Chapitre 8
Le lendemain, mademoiselle Mars vint à la répétition. Comme la veille, elle voulut passer les vers ; comme la veille, Garnier les lui souffla.
— Inutile, répéta comme la veille mademoiselle Mars ; l’auteur coupera ces vers.
— Je crois que vous vous trompez, mademoiselle Mars ; il ne les coupera point.
— Comment, il ne les coupera point ?
— Non.
— Vous en êtes sûr, Garnier ?
— J’en réponds.
— Bien ; alors, continuons.
Et mademoiselle Mars continua sans faire d’autre observation, mais en passant les vers.
Le soir, j’allai au Théâtre-Français.
— Y a-t-il répétition demain ? demandai-je au secrétaire.
— Certainement qu’il y a répétition. Pourquoi me demandez-vous cela ?
— Pour rien. Je voulais savoir.
— Oui, oui, oui, fit-il, il y a répétition.

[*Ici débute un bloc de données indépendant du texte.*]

fn member_from_record(record: &Record) -> Member {
    let fields = &record.fields;
    Member {
        primary_key: record.id.clone(),
        username: field_str(fields, "Username"),
        emoji: fields["Emoji"].as_str().map(String::from),
        user_id: field_str(fields, "Discord ID"),
        support: fields["Support"].as_bool().unwrap_or(false),
        nickname: fields["Nickname"].as_str().map(String::from),
        use_nickname: fields["Use Nickname"].as_bool().unwrap_or(false),
        motto_count: fields["Motto Count"].as_u64().unwrap_or(0) as u32,
        bot_id: fields["Bot ID"].as_str().map(String::from),
        mottos: fields["Mottos"]
            .as_array()
            .map(|list| {
                list.iter()
                    .filter_map(|v| v.as_str().map(String::from))
                    .collect()
            })
            .unwrap_or_default(),
    }
}

#[async_trait]
impl MottoStorage for AirtableStorage {
    async fn insert_motto(&self, motto: &Motto) -> Result<()> {
        let record = self.insert(&self.motto_url, self.motto_fields(motto)).await?;
        info!("Added motto from message ID {} as {}", motto.message_id, record.id);
        Ok(())
    }

    async fn update_motto_text(
        &self,
        primary_key: &str,
        text: &str,
        approved_by_author: bool,
    ) -> Result<()> {
        self.update(
            &self.motto_url,
            primary_key,
            json!({ "Motto": text, "Approved by Author": approved_by_author }),
        )
        .await?;
        info!("Updated motto {} with confirmed text", primary_key);
        Ok(())
    }

    async fn get_motto(&self, message_id: &str) -> Result<Option<Motto>> {
        let formula = format!("{{Message ID}}={}", message_id);
        let page = self
            .list_page(&self.motto_url, Some(formula.as_str()), None, None, None)
            .await?;
        Ok(page.records.first().map(motto_from_record))
    }

    async fn has_matching_motto(&self, cleaned: &str, message_id: Option<&str>) -> Result<bool> {
        let formula = self.normalizer.matching_formula(cleaned, message_id);
        debug!("Searching with filter {:?}", formula);
        let page = self
            .list_page(&self.motto_url, Some(formula.as_str()), None, None, None)
            .await?;
        Ok(!page.records.is_empty())
    }

    async fn get_random_motto(
        &self,
        filter: Option<&RandomFilter>,
    ) -> Result<Option<(Motto, Member)>> {
        let page = self
            .list_page(&self.motto_url, None, Some(self.random_view.as_str()), None, None)
            .await?;
        let candidates: Vec<Motto> = page
            .records
            .iter()
            .map(motto_from_record)
            .filter(|m| filter.map_or(true, |f| f.matches(&m.motto)))
            .collect();
        let Some(motto) = candidates.choose(&mut rand::thread_rng()).cloned() else {
            return Ok(None);
        };
        let Some(member_key) = motto.member.clone() else {
            warn!("Random motto {:?} has no member link", motto.primary_key);
            return Ok(None);
        };
        match self.get_member_by_key(&member_key).await? {
            Some(member) => Ok(Some((motto, member))),
            None => Ok(None),
        }
    }

    async fn delete_mottos(&self, primary_keys: &[String]) -> Result<()> {
        self.delete_records(&self.motto_url, primary_keys).await
    }

    async fn get_or_add_member(&self, user: &UserRef) -> Result<Member> {
        let formula = format!("{{Discord ID}}={}", user.id);
        let page = self
            .list_page(&self.member_url, Some(formula.as_str()), None, None, None)
            .await?;
        if let Some(record) = page.records.first() {
            return Ok(member_from_record(record));
        }
        let record = self
            .insert(
                &self.member_url,
                json!({
                    "Username": user.username,
                    "Discord ID": user.id,
                    "Bot ID": self.bot_id.clone().unwrap_or_default(),
                }),
            )
            .await?;
        debug!("Added member {} for user {}", record.id, user.id);
        Ok(member_from_record(&record))
    }

    async fn get_member_by_key(&self, primary_key: &str) -> Result<Option<Member>> {
        let body = self
            .call(self.client.get(format!("{}/{}", self.member_url, primary_key)))
            .await?;
        let record: Record = serde_json::from_value(body).context("failed to decode member")?;
        Ok(Some(member_from_record(&record)))
    }

    async fn get_member_by_user_id(&self, user_id: &str) -> Result<Option<Member>> {
        let formula = format!("{{Discord ID}}={}", user_id);
        let page = self
            .list_page(&self.member_url, Some(formula.as_str()), None, None, None)
            .await?;
        Ok(page.records.first().map(member_from_record))
    }

    async fn remove_all_data(&self, user_id: &str) -> Result<()> {
        let Some(member) = self.get_member_by_user_id(user_id).await? else {
            return Ok(());
        };
        info!("Removing {} motto(s) by {}", member.mottos.len(), member.username);
        self.delete_records(&self.motto_url, &member.mottos).await?;
        info!("Removing {} ({})", member.username, member.primary_key);
        self.delete_records(&self.member_url, std::slice::from_ref(&member.primary_key))
            .await
    }

    async fn set_nick_option(&self, user: &UserRef, on: bool) -> Result<()> {
        let member = self.get_or_add_member(user).await?;
        let mut fields = serde_json::Map::new();
        fields.insert("Use Nickname".to_string(), json!(on));
        if !on {
            fields.insert("Nickname".to_string(), Value::Null);
        }
        debug!("Recording nickname option for {}: {:?}", user.id, fields);
        self.update(&self.member_url, &member.primary_key, Value::Object(fields))
            .await
    }

    async fn update_name(&self, member: &Member, user: &UserRef) -> Result<()> {
        let mut fields = serde_json::Map::new();
        if member.username != user.username {
            fields.insert("Username".to_string(), json!(user.username));
        }
        if member.use_nickname {
            let platform_nickname = user.preferred_name();
            if member.nickname.as_deref() != Some(platform_nickname)
                && platform_nickname != member.username
            {
                fields.insert("Nickname".to_string(), json!(platform_nickname));
            }
        } else if member.nickname.as_deref().is_some_and(|n| !n.is_empty()) {
            fields.insert("Nickname".to_string(), json!(""));
        }
        if fields.is_empty() {
            return Ok(());
        }
        debug!("Recording name changes for {}: {:?}", user.id, fields);
        self.update(&self.member_url, &member.primary_key, Value::Object(fields))
            .await
    }

    async fn update_emoji(&self, member: &Member, emoji: &str) -> Result<()> {
        if member.emoji.as_deref().unwrap_or_default() == emoji {
            return Ok(());
        }
        debug!("Updating member {} emoji to {:?}", member.primary_key, emoji);
        self.update(&self.member_url, &member.primary_key, json!({ "Emoji": emoji }))
            .await
    }

    async fn get_support_members(&self) -> Result<Vec<Member>> {
        let records = self
            .list_all(
                &self.member_url,
                Some("{Support}=TRUE()"),
                Some(("Username", "asc")),
                None,
            )
            .await?;
        Ok(records.iter().map(member_from_record).collect())
    }

    async fn get_leaders(&self, count: usize) -> Result<Vec<Member>> {
        let records = self
            .list_all(
                &self.member_url,
                Some("{Motto Count}>0"),
                Some(("Motto Count", "desc")),
                Some(count),
            )
            .await?;
        Ok(records.iter().map(member_from_record).collect())
    }

    async fn remove_unapproved_mottos(&self, retention_hours: i64) -> Result<()> {
        let records = self
            .list_all(&self.motto_url, Some("NOT({Motto})"), None, None)
            .await?;
        let expiry = Utc::now() - Duration::hours(retention_hours);
        let expired: Vec<String> = records
            .iter()
            .filter(|record| field_date(&record.fields, "Date").is_some_and(|date| date < expiry))
            .map(|record| record.id.clone())
            .collect();
        if expired.is_empty() {
            return Ok(());
        }
        debug!("Deleting {} unconfirmed motto(s)", expired.len());
        self.delete_records(&self.motto_url, &expired).await?;
        info!("Deleted {} unconfirmed motto(s)", expired.len());
        Ok(())
    }
}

Et il se remit à sa copie.
— Le lendemain, j’arrivai à heure fixe.
— Eh bien, dis-je à Garnier, il y a répétition.
Il ne me répondit pas et se mit à fredonner le vaudeville du Mariage de Figaro :
Jean Jeannot, jaloux risible...
— Vous n’entendez pas, lui dis-je, il y a répétition.
Il continua :
Veut avoir femme et repos...
– Non, c’est que vous avez dit qu’il n’y aurait pas de répétition.
Il achète un chien terrible...
– Et il y a répétition.
Et le lâche en son enclos...
– Allons, messieurs, en scène ! cria le garçon de théâtre.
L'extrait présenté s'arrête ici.